If you want to try it, you could machine a temporary sleeve that fits on the OD of this tube with the other end of the sleeve bored or machined to closely fit on the motor output shaft or some other cylindrical concentric surface on the motor. The bearing bore on the temporarily removed end housing of the motor could be another surface. You'll need to make sure no weight of the motor is hanging off the sleeve that could throw off the alignment. Once the alignment is setup, register it in place with drilled and reamed dowels(ideally). Or, you might get away with carefully done scribe marks to position the adapter plate(s) and motor.


----------



## Murphree (Apr 17, 2018)

I'm familiar with dial indicating bellhousingsusing offset pins, but this is not that. The input shaft with throw out bearing tube you speak of is what moved wildly at the engine location. Using your methodology would not locate the the input shaft centrally. The only way to get close is using the existing engine block and crank location in this application. Luckily it only sees 200kw on occasion. 😁 considering I'm $1400 into the entire project, I can go flick switch, and it exceeds my expectations every time I've used it... I'd say I'll keep using it as is.


----------



## electro wrks (Mar 5, 2012)

Murphree said:


> I'm familiar with dial indicating bellhousingsusing offset pins, but this is not that. The input shaft with throw out bearing tube you speak of is what moved wildly at the engine location. Using your methodology would not locate the the input shaft centrally. The only way to get close is using the existing engine block and crank location in this application. Luckily it only sees 200kw on occasion. 😁 considering I'm $1400 into the entire project, I can go flick switch, and it exceeds my expectations every time I've used it... I'd say I'll keep using it as is.

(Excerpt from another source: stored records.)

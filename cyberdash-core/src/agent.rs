//! Agent and alert records

use crate::{AgentScope, Group, RiskBand, Role, Severity, Team, Timestamp};
use serde::{Deserialize, Serialize};

/// Agent identifier. Dense and 1-based within a roster.
pub type AgentId = u32;

/// Skill vocabulary, in generator sampling order.
pub const SKILLS: [&str; 15] = [
    "SIEM",
    "EDR",
    "Forensics",
    "Threat Hunting",
    "DFIR",
    "MITRE ATT&CK",
    "Sigma",
    "YARA",
    "KQL",
    "Zeek",
    "Suricata",
    "ML Anomaly",
    "Go",
    "Rust",
    "Python",
];

/// City codes an agent can be stationed at.
pub const LOCATIONS: [&str; 10] = [
    "NYC", "SFO", "LON", "BER", "AMS", "OSL", "DXB", "TOK", "SYD", "SCL",
];

/// Alert message templates.
pub const ALERT_MESSAGES: [&str; 6] = [
    "Suspicious login from new ASN",
    "EDR quarantine event",
    "Privilege escalation attempt",
    "Beaconing pattern detected",
    "Exfil volume spike",
    "New rule triggered: SIG-4212",
];

/// Highest possible risk score after drift.
pub const RISK_CEILING: u8 = 100;

/// A single alert raised against an agent in the last 24 hours.
#[derive(Debug, Clone, PartialEq, Eq, Serialize, Deserialize)]
#[cfg_attr(feature = "openapi", derive(utoipa::ToSchema))]
pub struct AgentAlert {
    /// Unique within the parent agent
    pub id: String,
    #[cfg_attr(feature = "openapi", schema(value_type = String, format = "date-time"))]
    pub ts: Timestamp,
    pub severity: Severity,
    pub message: String,
}

/// A simulated security agent.
#[derive(Debug, Clone, PartialEq, Eq, Serialize, Deserialize)]
#[cfg_attr(feature = "openapi", derive(utoipa::ToSchema))]
#[serde(rename_all = "camelCase")]
pub struct Agent {
    pub id: AgentId,
    pub name: String,
    pub handle: String,
    pub team: Team,
    pub role: Role,
    pub group: Group,
    pub skills: Vec<String>,
    pub location: String,
    /// 0-100
    pub risk: u8,
    #[cfg_attr(feature = "openapi", schema(value_type = String, format = "date-time"))]
    pub last_active: Timestamp,
    pub alerts24h: Vec<AgentAlert>,
}

impl Agent {
    /// Display name for an id, zero-padded to three digits.
    pub fn display_name(id: AgentId) -> String {
        format!("Agent-{:03}", id)
    }

    /// Short handle for an id.
    pub fn handle_for(id: AgentId) -> String {
        format!("a{}", id)
    }

    pub fn scope(&self) -> AgentScope {
        AgentScope::from_location(&self.location)
    }

    pub fn risk_band(&self) -> RiskBand {
        RiskBand::from_risk(self.risk)
    }

    /// Highest severity among this agent's alerts, if any.
    pub fn max_severity(&self) -> Option<Severity> {
        self.alerts24h.iter().map(|a| a.severity).max()
    }

    /// Lowercased haystack used by free-text search.
    pub fn search_text(&self) -> String {
        format!(
            "{} {} {} {} {}",
            self.name,
            self.team,
            self.role,
            self.group,
            self.skills.join(" ")
        )
        .to_lowercase()
    }
}
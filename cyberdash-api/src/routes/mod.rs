//! REST API Routes Module
//!
//! Includes:
//! - Agent roster routes under /api/agents
//! - Chat completion at /api/chat
//! - Live alert stream (SSE) at /api/alerts
//! - Health check endpoints (Kubernetes-compatible)
//! - OpenAPI document at /openapi.json
//! - CORS support for browser-based clients

pub mod agents;
pub mod alerts;
pub mod chat;
pub mod health;

use std::time::Duration;

use axum::{
    http::{header, HeaderValue, Method},
    middleware::from_fn,
    Router,
};
use tower_http::{
    cors::{Any, CorsLayer},
    trace::TraceLayer,
};

use crate::config::ApiConfig;
use crate::state::AppState;
use crate::telemetry::observability_middleware;

pub use agents::create_router as agents_router;
pub use alerts::create_router as alerts_router;
pub use chat::create_router as chat_router;
pub use health::create_router as health_router;

// ============================================================================
// OPENAPI ENDPOINT
// ============================================================================

/// Handler for /openapi.json endpoint.
#[cfg(feature = "openapi")]
async fn openapi_json() -> impl axum::response::IntoResponse {
    use utoipa::OpenApi;
    axum::Json(crate::openapi::ApiDoc::openapi())
}

// ============================================================================
// CORS LAYER
// ============================================================================

/// Build the CORS layer from ApiConfig.
///
/// With no configured origins every origin is allowed.
fn build_cors_layer(config: &ApiConfig) -> CorsLayer {
    let cors = CorsLayer::new()
        .allow_methods([Method::GET, Method::POST, Method::DELETE, Method::OPTIONS])
        .max_age(Duration::from_secs(config.cors_max_age_secs));

    if config.cors_origins.is_empty() {
        tracing::info!("CORS: allowing all origins");
        cors.allow_origin(Any).allow_headers(Any)
    } else {
        tracing::info!(origins = ?config.cors_origins, "CORS: restricting origins");
        let origins: Vec<HeaderValue> = config
            .cors_origins
            .iter()
            .filter_map(|o| o.parse().ok())
            .collect();
        cors.allow_origin(origins)
            .allow_headers([header::CONTENT_TYPE, header::ACCEPT])
    }
}

// ============================================================================
// ROUTER
// ============================================================================

/// Create the complete API router.
///
/// # Middleware Order (outer to inner)
/// 1. CORS - handles preflight requests
/// 2. TraceLayer - tower-http request spans
/// 3. Observability - normalized-path request logging
pub fn create_api_router(state: AppState, config: &ApiConfig) -> Router {
    let api_routes = Router::new()
        .nest("/agents", agents::create_router())
        .nest("/chat", chat::create_router())
        .nest("/alerts", alerts::create_router());

    #[allow(unused_mut)]
    let mut router = Router::new()
        .nest("/api", api_routes)
        .nest("/health", health::create_router());

    #[cfg(feature = "openapi")]
    {
        router = router.route("/openapi.json", axum::routing::get(openapi_json));
    }

    router
        .with_state(state)
        .layer(from_fn(observability_middleware))
        .layer(TraceLayer::new_for_http())
        .layer(build_cors_layer(config))
}
//! Live alert stream
//!
//! `GET /api/alerts` holds a Server-Sent Events connection open and forwards
//! every [`AlertEvent`] published on the hub as one `data:` line. Events
//! missed while the client lagged are skipped.

use axum::{
    extract::State,
    http::header,
    response::{
        sse::{Event, KeepAlive, Sse},
        IntoResponse,
    },
    routing::get,
    Router,
};
use cyberdash_core::AlertEvent;
use std::convert::Infallible;
use tokio::sync::broadcast;
use tokio_stream::{wrappers::BroadcastStream, Stream, StreamExt};

use crate::{events::AlertHub, state::AppState};

/// Turn a hub subscription into SSE frames, dropping lag notifications.
pub fn alert_stream(
    rx: broadcast::Receiver<AlertEvent>,
) -> impl Stream<Item = Result<Event, Infallible>> {
    BroadcastStream::new(rx).filter_map(|result| match result {
        Ok(event) => Some(Ok(to_sse(&event))),
        Err(err) => {
            tracing::debug!(error = %err, "Alert subscriber lagged");
            None
        }
    })
}

fn to_sse(event: &AlertEvent) -> Event {
    // AlertEvent is plain data; serialization cannot fail.
    Event::default().data(serde_json::to_string(event).unwrap_or_default())
}

/// GET /api/alerts - Subscribe to live alert events
#[cfg_attr(feature = "openapi", utoipa::path(
    get,
    path = "/api/alerts",
    tag = "Alerts",
    responses(
        (status = 200, description = "text/event-stream of AlertEvent payloads", body = AlertEvent, content_type = "text/event-stream"),
    ),
))]
pub async fn stream_alerts(State(hub): State<AlertHub>) -> impl IntoResponse {
    tracing::info!(subscribers = hub.subscriber_count() + 1, "Alert stream opened");
    let sse = Sse::new(alert_stream(hub.subscribe())).keep_alive(KeepAlive::default());
    ([(header::CACHE_CONTROL, "no-cache")], sse)
}

/// Create the alert stream router.
pub fn create_router() -> Router<AppState> {
    Router::new().route("/", get(stream_alerts))
}
/// Key layout and encoding utilities for the ledger keyspace
///
/// Partition structure:
/// - `entries`: entry:{partition}\0{item}\0{destination} -> LedgerEntry (JSON)
/// - `history`: hist:{partition}\0{item}\0{destination}\0{uuid_v7} -> HistoryRecord (JSON)
/// - `metadata`: dests:{partition} -> destination list (JSON)
///               cursor:{watcher} -> WatchCursor (JSON)
///               watch:{watcher} -> WatchState (JSON)
use uuid::Uuid;

use super::error::{LedgerError, Result};
use super::state::LedgerKey;

const SEP: char = '\0';

/// Reject components that would break the key layout
pub fn validate_component(kind: &str, value: &str) -> Result<()> {
    if value.is_empty() {
        return Err(LedgerError::InvalidKey(format!("{kind} must not be empty")));
    }
    if value.contains(SEP) {
        return Err(LedgerError::InvalidKey(format!(
            "{kind} contains a NUL byte: {value:?}"
        )));
    }
    Ok(())
}

pub fn validate_key(key: &LedgerKey) -> Result<()> {
    validate_component("partition", &key.partition)?;
    validate_component("item", &key.item)?;
    validate_component("destination", &key.destination)
}

/// Encode an entry key: entry:{partition}\0{item}\0{destination}
pub fn encode_entry_key(key: &LedgerKey) -> Vec<u8> {
    format!(
        "entry:{}{SEP}{}{SEP}{}",
        key.partition, key.item, key.destination
    )
    .into_bytes()
}

/// Encode the prefix covering every entry of one partition
pub fn encode_partition_prefix(partition: &str) -> Vec<u8> {
    format!("entry:{partition}{SEP}").into_bytes()
}

/// Encode a history prefix for one key: hist:{partition}\0{item}\0{destination}\0
pub fn encode_history_prefix(key: &LedgerKey) -> Vec<u8> {
    format!(
        "hist:{}{SEP}{}{SEP}{}{SEP}",
        key.partition, key.item, key.destination
    )
    .into_bytes()
}

/// Encode a fresh, time-ordered history record key
pub fn encode_history_key(key: &LedgerKey) -> Vec<u8> {
    let mut raw = encode_history_prefix(key);
    raw.extend_from_slice(Uuid::now_v7().simple().to_string().as_bytes());
    raw
}

pub fn encode_destinations_key(partition: &str) -> Vec<u8> {
    format!("dests:{partition}").into_bytes()
}

pub const DESTINATIONS_PREFIX: &[u8] = b"dests:";

pub fn decode_destinations_key(raw: &[u8]) -> Option<String> {
    let key_str = std::str::from_utf8(raw).ok()?;
    key_str.strip_prefix("dests:").map(String::from)
}

pub fn encode_cursor_key(watcher: &str) -> Vec<u8> {
    format!("cursor:{watcher}").into_bytes()
}

pub fn encode_watch_state_key(watcher: &str) -> Vec<u8> {
    format!("watch:{watcher}").into_bytes()
}

#[cfg(test)]
mod tests {
    use super::*;

    #[test]
    fn test_entry_key_encoding() {
        let key = LedgerKey::new("1999", "vid:42", "rumble");
        let raw = encode_entry_key(&key);
        assert_eq!(raw, b"entry:1999\0vid:42\0rumble");
    }

    #[test]
    fn test_partition_prefix_is_exact() {
        let prefix = encode_partition_prefix("2000");
        let same = encode_entry_key(&LedgerKey::new("2000", "a", "d"));
        let longer = encode_entry_key(&LedgerKey::new("20001", "a", "d"));

        assert!(same.starts_with(&prefix));
        assert!(!longer.starts_with(&prefix));
    }

    #[test]
    fn test_history_keys_are_ordered() {
        let key = LedgerKey::new("p", "i", "d");
        let first = encode_history_key(&key);
        let second = encode_history_key(&key);
        assert!(first < second);
        assert!(first.starts_with(&encode_history_prefix(&key)));
    }

    #[test]
    fn test_validate_rejects_nul_and_empty() {
        assert!(validate_component("item", "").is_err());
        assert!(validate_component("item", "a\0b").is_err());
        assert!(validate_component("item", "watch:inbox").is_ok());
    }

    #[test]
    fn test_destinations_key() {
        let raw = encode_destinations_key("watch:inbox");
        assert_eq!(decode_destinations_key(&raw).unwrap(), "watch:inbox");
        assert!(raw.starts_with(DESTINATIONS_PREFIX));
    }
}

That tube should be rigidly attached to the front face of the transmission. It might be broken or worked loose at its flange, or the attaching bolts loose.


----------



## remy_martian (Feb 4, 2019)

200kW is a metric a$$load of HP on a small tractor, lol. An 8N is 20kW on a good day, isn't it?

If you're using that 200kW motor rated at like 9000 RPM, then you'll actually be close to 40HP at 1800, which might still bust stuff in the driveline. I'd keep the current within the limits of the original engine, other than the occasional wheelie for fun.

I'd put a ROPS on that thing as well. Doesn't take much of a ground hog berm to kick it into flipping (don't ask how I know this...).


----------



## Murphree (Apr 17, 2018)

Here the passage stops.